Nikolai has a granddaughter, Yulya, that we see quite a bit. She is 6 and really sweet. It's nice to have another child around that is not yours, adding to and legitimizing the general child atmosphere here in this house (that our babes have loudly imposed.) BTW, LaurieB, if you're reading this, she looks sososo like your Julia – the Russian equivalent seriously – and to further the similarity her name is basically the Russian counterpart to Julia! It's crazy!

We are such consumers and are contributing greatly to a big rubbish heap at the back of Nikolai's house. Nate took me back there the other day to show me what the chickens were up to and they'd pecked their way into most of the neatly tied bags and strewn it all over! It was devastating to see what we were responsible for! N8 has asked what is done with the garbage and as far as he can understand Nikolai buries it from time to time (or perhaps burns it!) Zoe has been going through quite a bit of diapers due to her little body's difficult adjustment to all that she's been eating. DIAPERS DON'T BIODEGRADE, RIGHT? So ashamed!

Sunday, April 06, 2008

Zoe en Voice

Zoe funny!

"Stop it talking me Mom!" I was explaining to her why she couldn't have any treats after a dinner she didn't eat.

"Spiderman!" I returned from my first internet session here in Podsosnovo and upon entering the kitchen I saw little Zoe in Desi's Spiderman costume (!) then she did the little hand movement to shoot webs. Ha!

"Nikolai funny!" After playing peek-a-boo through the kitchen door.

Upon waking one morning, Zoe looked out the window and greeted the day by saying,

"My Russia!"

We had just returned from buying some milk which is sold in plastic bags, I was trying to transfer the milk into an empty water bottle and began spilling it all over the table&floor.

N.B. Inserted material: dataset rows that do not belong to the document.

/// Run `cmd` to completion with output captured to `<log_dir>/<stage>.log`,
/// killing it once `deadline` passes. Returns the captured output.
fn run(mut cmd: Command, stage: &str, log_dir: &Path, deadline: Deadline) -> Result<String, RunError> {
    let log_path = log_dir.join(format!("{stage}.log"));
    let log = File::create(&log_path).map_err(RunError::Spawn)?;
    let err = log.try_clone().map_err(RunError::Spawn)?;
    cmd.stdin(Stdio::null()).stdout(Stdio::from(log)).stderr(Stdio::from(err));

    tracing::debug!(stage, command = ?cmd, "running");
    let mut child = cmd.spawn().map_err(RunError::Spawn)?;
    let status = loop {
        match child.try_wait().map_err(RunError::Spawn)? {
            Some(status) => break status,
            None if deadline.expired() => {
                if let Err(e) = child.kill() {
                    tracing::warn!(stage, error = %e, "failed to kill child process");
                }
                let _ = child.wait();
                return Err(RunError::Timeout);
            }
            None => std::thread::sleep(POLL),
        }
    };
    let output = std::fs::read_to_string(&log_path).unwrap_or_default();
    if status.success() {
        Ok(output)
    } else {
        Err(RunError::Failed { status, log: output })
    }
}

fn compile_error(stage: &str, e: RunError) -> CompilationError {
    match e {
        RunError::Timeout => CompilationError::Timeout,
        other => CompilationError::Backend {
            stage: stage.to_string(),
            message: other.describe(),
        },
    }
}

/// Sum the constraint counts circom prints.
fn parse_constraint_count(circom_output: &str) -> Option<u64> {
    let mut total = None;
    for line in circom_output.lines() {
        let lower = line.to_ascii_lowercase();
        if lower.contains("non-linear constraints") || lower.starts_with("linear constraints") {
            let n = line.rsplit(':').next()?.trim().parse::<u64>().ok()?;
            total = Some(total.unwrap_or(0) + n);
        }
    }
    total
}
//! # Witness Assembly
//!
//! A [`Witness`] holds the private pre- and post-images, the auxiliary
//! rounding remainders and the two public image commitments for one proof.
//!
//! ## Security Invariant
//!
//! Pixel data and remainders are private inputs. `Witness` is neither
//! `Serialize` nor `Clone`, its `Debug` output is redacted, and every
//! buffer it owns is zeroized on drop. Only the commitments are ever
//! exposed, via [`Witness::public_signals`].

use std::fmt;

use zkimg_core::PixelMatrix;
use zkimg_crypto::{image_commitment, FieldElement};

use crate::circuits::{AuxValues, CircuitShape};
use crate::engine::PublicSignals;
use crate::error::ProofGenerationError;

/// Private inputs plus public commitments for one circuit instance.
pub struct Witness {
    shape: CircuitShape,
    pre: PixelMatrix,
    post: PixelMatrix,
    aux: AuxValues,
    input_hash: FieldElement,
    output_hash: FieldElement,
}

impl Witness {
    /// Assemble a witness for `shape`.
    ///
    /// Checks that both images have the dimensions and colour space the
    /// shape declares, derives the remainder witnesses and computes both
    /// Poseidon commitments. Constraint satisfaction is *not* checked here:
    /// a witness for a wrong post-image can be built, it just cannot be
    /// proven.
    pub fn prepare(
        shape: CircuitShape,
        pre: PixelMatrix,
        post: PixelMatrix,
    ) -> Result<Self, ProofGenerationError> {
        check_side("pre-image", &pre, shape.input_dims(), shape.input_color())?;
        check_side("post-image", &post, shape.output_dims(), shape.output_color())?;

        let aux = shape.prepare_aux(&pre, &post);
        let input_hash =
            image_commitment(&pre).map_err(|e| ProofGenerationError::Commitment(e.to_string()))?;
        let output_hash =
            image_commitment(&post).map_err(|e| ProofGenerationError::Commitment(e.to_string()))?;
        Ok(Self {
            shape,
            pre,
            post,
            aux,
            input_hash,
            output_hash,
        })
    }

    pub fn shape(&self) -> &CircuitShape {
        &self.shape
    }

    pub fn pre(&self) -> &PixelMatrix {
        &self.pre
    }

    pub fn post(&self) -> &PixelMatrix {
        &self.post
    }

    pub fn aux(&self) -> &AuxValues {
        &self.aux
    }

    /// Commitment to the pre-image.
    pub fn input_hash(&self) -> FieldElement {
        self.input_hash
    }

    /// Commitment to the post-image.
    pub fn output_hash(&self) -> FieldElement {
        self.output_hash
    }

    /// `[input_hash, output_hash]` in decimal, the order the circuits
    /// declare their public outputs.
    pub fn public_signals(&self) -> PublicSignals {
        PublicSignals::from_commitments(&self.input_hash, &self.output_hash)
    }
}

fn check_side(
    side: &'static str,
    image: &PixelMatrix,
    dims: zkimg_core::Dimensions,
    color: zkimg_core::ColorSpace,
) -> Result<(), ProofGenerationError> {
    if image.dims() != dims || image.color() != color {
        return Err(ProofGenerationError::WitnessShapeMismatch {
            side,
            expected: format!("{dims} {}", color.as_str()),
            actual: image.describe(),
        });
    }
    Ok(())
}

impl fmt::Debug for Witness {
    fn fmt(&self, f: &mut fmt::Formatter<'_>) -> fmt::Result {
        f.debug_struct("Witness")
            .field("shape", &self.shape)
            .field("pre", &"[REDACTED]")
            .field("post", &"[REDACTED]")
            .field("input_hash", &self.input_hash)
            .field("output_hash", &self.output_hash)
            .finish()
    }
}

#[cfg(test)]
mod tests {
    use super::*;
    use zkimg_core::{ColorSpace, Dimensions, Transformation};

    fn crop_shape() -> CircuitShape {
        CircuitShape::for_transformation(
            &Transformation::Crop {
                x: 1,
                y: 1,
                width: 2,
                height: 2,
            },
            Dimensions::new(4, 4),
            ColorSpace::Rgb,
        )
        .unwrap()
    }

    #[test]
    fn commitments_match_the_images() {
        let pre = PixelMatrix::from_fn(4, 4, ColorSpace::Rgb, |x, y, c| (x + y + c) as u8);
        let post = crop_shape().synthesize(&pre).unwrap();
        let expected_in = image_commitment(&pre).unwrap();
        let expected_out = image_commitment(&post).unwrap();
        let w = Witness::prepare(crop_shape(), pre, post).unwrap();
        assert_eq!(w.input_hash(), expected_in);
        assert_eq!(w.output_hash(), expected_out);
        let (i, o) = w.public_signals().parse().unwrap();
        assert_eq!((i, o), (expected_in, expected_out));
    }

    #[test]
    fn wrong_post_shape_names_the_side() {
        let pre = PixelMatrix::filled(4, 4, ColorSpace::Rgb, 1);
        let post = PixelMatrix::filled(3, 2, ColorSpace::Rgb, 1);
        let err = Witness::prepare(crop_shape(), pre, post).unwrap_err();
        assert!(matches!(
            err,
            ProofGenerationError::WitnessShapeMismatch { side: "post-image", .. }
        ));
    }

    #[test]
    fn wrong_pre_colour_is_rejected() {
        let pre = PixelMatrix::filled(4, 4, ColorSpace::Gray, 1);
        let post = PixelMatrix::filled(2, 2, ColorSpace::Rgb, 1);
        let err = Witness::prepare(crop_shape(), pre, post).unwrap_err();
        assert!(matches!(
            err,
            ProofGenerationError::WitnessShapeMismatch { side: "pre-image", .. }
        ));
    }

    #[test]
    fn debug_output_hides_pixels() {
        let pre = PixelMatrix::filled(4, 4, ColorSpace::Rgb, 201);
        let post = PixelMatrix::filled(2, 2, ColorSpace::Rgb, 201);
        let w = Witness::prepare(crop_shape(), pre, post).unwrap();
        let shown = format!("{w:?}");
        assert!(shown.contains("REDACTED"));
        assert!(!shown.contains("201, 201"));
    }
}
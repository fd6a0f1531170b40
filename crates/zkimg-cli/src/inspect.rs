//! `zkimg inspect`: print what a bundle discloses.

use std::path::PathBuf;

use anyhow::Result;
use clap::Args;
use serde_json::{json, Value};

use crate::{read_bundle, Bundle};

#[derive(Args, Debug)]
pub struct InspectArgs {
    /// Chain bundle or tile proof set (JSON).
    pub bundle: PathBuf,
}

pub fn run_inspect(args: &InspectArgs) -> Result<u8> {
    let bundle = read_bundle(&args.bundle)?;
    println!("{}", serde_json::to_string_pretty(&summarize(&bundle))?);
    Ok(0)
}

/// Commitments and circuit keys, without proof bytes.
pub fn summarize(bundle: &Bundle) -> Value {
    match bundle {
        Bundle::Chain(chain) => json!({
            "type": "chain",
            "initial_hash": chain.initial_hash,
            "final_hash": chain.final_hash,
            "steps": chain.steps.iter().map(|step| json!({
                "index": step.index,
                "transformation": step.transformation.to_string(),
                "depth": step.state.depth(),
                "input_hash": step.input_hash,
                "output_hash": step.output_hash,
                "circuit": step.proof.as_ref().map(|p| p.circuit().to_string()),
                "backend": step.proof.as_ref().map(|p| p.backend().to_string()),
            })).collect::<Vec<_>>(),
        }),
        Bundle::Tiles(set) => json!({
            "type": "tiles",
            "transformation": set.transformation.to_string(),
            "source": set.source.to_string(),
            "output": set.output.to_string(),
            "tile_size": set.tile_size,
            "root": set.root,
            "tiles": set.tiles.iter().map(|tile| json!({
                "index": tile.tile.index,
                "source_region": tile.tile.rect(),
                "placement": tile.placement,
                "result_hash": tile.result_hash,
                "circuit": tile.proof.circuit().to_string(),
            })).collect::<Vec<_>>(),
        }),
    }
}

Zoe, who was sitting right there, responded empathetically, "Oh-my-heart!"

After singing 'Popcorn Popping on the Apricot Tree' together, Zoe said "My favorite".

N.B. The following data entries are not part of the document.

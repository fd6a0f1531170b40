//! # Content Digest
//!
//! SHA-256 digests used to pin artifacts: verification keys, proving keys and
//! the trusted-setup file. Image commitments are *not* SHA-256; they are
//! Poseidon field elements (see `zkimg-crypto`), since they must be provable
//! inside a circuit. SHA-256 is only used where a value never enters one.
//!
//! Digests serialize as lowercase hex strings.

use std::fmt;

use serde::{Deserialize, Deserializer, Serialize, Serializer};
use sha2::{Digest, Sha256};

use crate::error::InputError;

/// A 32-byte SHA-256 digest.
#[derive(Clone, Copy, PartialEq, Eq, Hash)]
pub struct ContentDigest {
    bytes: [u8; 32],
}

impl ContentDigest {
    pub fn from_bytes(bytes: [u8; 32]) -> Self {
        Self { bytes }
    }

    /// Digest of a single byte string.
    pub fn sha256(data: &[u8]) -> Self {
        let mut acc = Sha256Accumulator::new();
        acc.update(data);
        acc.finalize()
    }

    pub fn as_bytes(&self) -> &[u8; 32] {
        &self.bytes
    }

    /// Lowercase hex rendering.
    pub fn to_hex(&self) -> String {
        self.bytes.iter().map(|b| format!("{b:02x}")).collect()
    }

    /// Parse a 64-character hex string.
    pub fn from_hex(s: &str) -> Result<Self, InputError> {
        let bytes = decode_hex(s)?;
        let bytes: [u8; 32] = bytes
            .try_into()
            .map_err(|v: Vec<u8>| InputError::InvalidHex(format!("expected 32 bytes, got {}", v.len())))?;
        Ok(Self { bytes })
    }
}

impl fmt::Debug for ContentDigest {
    fn fmt(&self, f: &mut fmt::Formatter<'_>) -> fmt::Result {
        write!(f, "ContentDigest({})", self.to_hex())
    }
}

impl fmt::Display for ContentDigest {
    fn fmt(&self, f: &mut fmt::Formatter<'_>) -> fmt::Result {
        f.write_str(&self.to_hex())
    }
}

impl Serialize for ContentDigest {
    fn serialize<S: Serializer>(&self, serializer: S) -> Result<S::Ok, S::Error> {
        serializer.serialize_str(&self.to_hex())
    }
}

impl<'de> Deserialize<'de> for ContentDigest {
    fn deserialize<D: Deserializer<'de>>(deserializer: D) -> Result<Self, D::Error> {
        let s = String::deserialize(deserializer)?;
        Self::from_hex(&s).map_err(serde::de::Error::custom)
    }
}

/// Streaming SHA-256, for inputs too large to hold in memory (the
/// powers-of-tau file) or assembled from several parts.
#[derive(Clone, Default)]
pub struct Sha256Accumulator {
    hasher: Sha256,
}

impl Sha256Accumulator {
    pub fn new() -> Self {
        Self::default()
    }

    /// Feed bytes into the running digest.
    pub fn update(&mut self, data: &[u8]) -> &mut Self {
        self.hasher.update(data);
        self
    }

    /// Consume the accumulator.
    pub fn finalize(self) -> ContentDigest {
        ContentDigest {
            bytes: self.hasher.finalize().into(),
        }
    }
}

/// Decode a lowercase or uppercase hex string.
pub fn decode_hex(s: &str) -> Result<Vec<u8>, InputError> {
    if s.len() % 2 != 0 {
        return Err(InputError::InvalidHex(format!("odd length {}", s.len())));
    }
    (0..s.len())
        .step_by(2)
        .map(|i| {
            s.get(i..i + 2)
                .and_then(|pair| u8::from_str_radix(pair, 16).ok())
                .ok_or_else(|| InputError::InvalidHex(format!("bad hex at offset {i}")))
        })
        .collect()
}

/// Encode bytes as lowercase hex.
pub fn encode_hex(bytes: &[u8]) -> String {
    bytes.iter().map(|b| format!("{b:02x}")).collect()
}

/// Serde adapter for `Vec<u8>` fields stored as hex strings.
pub mod hex_bytes {
    use serde::{Deserialize, Deserializer, Serializer};

    pub fn serialize<S: Serializer>(bytes: &[u8], serializer: S) -> Result<S::Ok, S::Error> {
        serializer.serialize_str(&super::encode_hex(bytes))
    }

    pub fn deserialize<'de, D: Deserializer<'de>>(deserializer: D) -> Result<Vec<u8>, D::Error> {
        let s = String::deserialize(deserializer)?;
        super::decode_hex(&s).map_err(serde::de::Error::custom)
    }
}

Upon waking too early in the morning Zoe comes to my bedside and says, "Hungry mom". She has never desired food like this before. She and Des have switched places he's become the indifferent one and she's the normal one.

Zoe always like's to take roll and confirm our relationships with each other. Over and over again she'll look around and point and say, "Daddy, Mommy, Desi, Zoe".

While playing one day she approached me in a panic saying, "Help, help mommy! Shark on me!" She's learning all kinds of interesting imaginary play from DPJ.

During breakfast preparations this morning, Zoe was hanging on the warm water pipes which run along one of the kitchen walls, and calls my attention to her trick, "Watch me mom, watch me Heather!" After this I ask her, "What's my name?" and she repeats it again (which is the first time she's called me by my name) and then, now curious, I ask her, "What's daddy's name?" She replied, "Tuna!" I asked her again, and she finally admitted, "Nathan".

Back at the dom, after dropping Desi off at school, Zoe was playing with a toy phone and said, "Hi Desi school! I love you Desi!"